物盗られ妄想の母の事。2
母の話の続きです。
その前から、少し母の思い込みが激しいことは気になっていました。
けれど、母が少しおかしくなっている、とは私も認めたく無い気持ちが強く、母の言うことを信じるしかありませんでした。
家の中の物があれもこれも無くなり、疑心暗鬼の母は、警察に依頼し、家の中のいろいろな場所の指紋を採取してもらいました。
そして、その最中に私を呼び出し、あわてて駆けつけた私に、今度は警察の方を泥棒だと騒いだりしました。
母が説明のために、数人の警察の方と家の奥に入った隙に、玄関ホールに残った警察官が、部屋の中に入り込み、タンスの中にしまってあった、家の権利書関係の書類を隠したのだと。

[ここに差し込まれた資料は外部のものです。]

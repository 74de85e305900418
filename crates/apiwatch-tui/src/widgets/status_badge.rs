//! Status badge: `● UP`, `○ DOWN`, `◌ UNKNOWN` with color mapping.

use apiwatch_core::Status;
use ratatui::style::{Modifier, Style};
use ratatui::text::Span;

use crate::theme;

pub fn status_symbol(status: Status) -> &'static str {
    match status {
        Status::Up => "●",
        Status::Down => "○",
        Status::Unknown => "◌",
    }
}

/// Styled badge with symbol and label.
pub fn status_span(status: Status) -> Span<'static> {
    let mut style = Style::default().fg(theme::status_color(status));
    if status == Status::Down {
        style = style.add_modifier(Modifier::BOLD);
    }
    Span::styled(
        format!("{} {}", status_symbol(status), status.as_str()),
        style,
    )
}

今思えば、完全に物盗られ妄想だと分かるのですが、その当時は私も混乱するばかりでした。
母は、物が無いとなると、犯人は誰で、いつ、どのような手口で物を盗んでいったかを、まるで見ていたかのように具体的に語るのです。
それを聞くと、私も、違和感を感じながらも、ああなるほどな。と納得してしまっていたのです。
見ていない物事を、まるで見ていたかのように語ること自体が、「 妄想」だと、その時の私には分かりませんでした。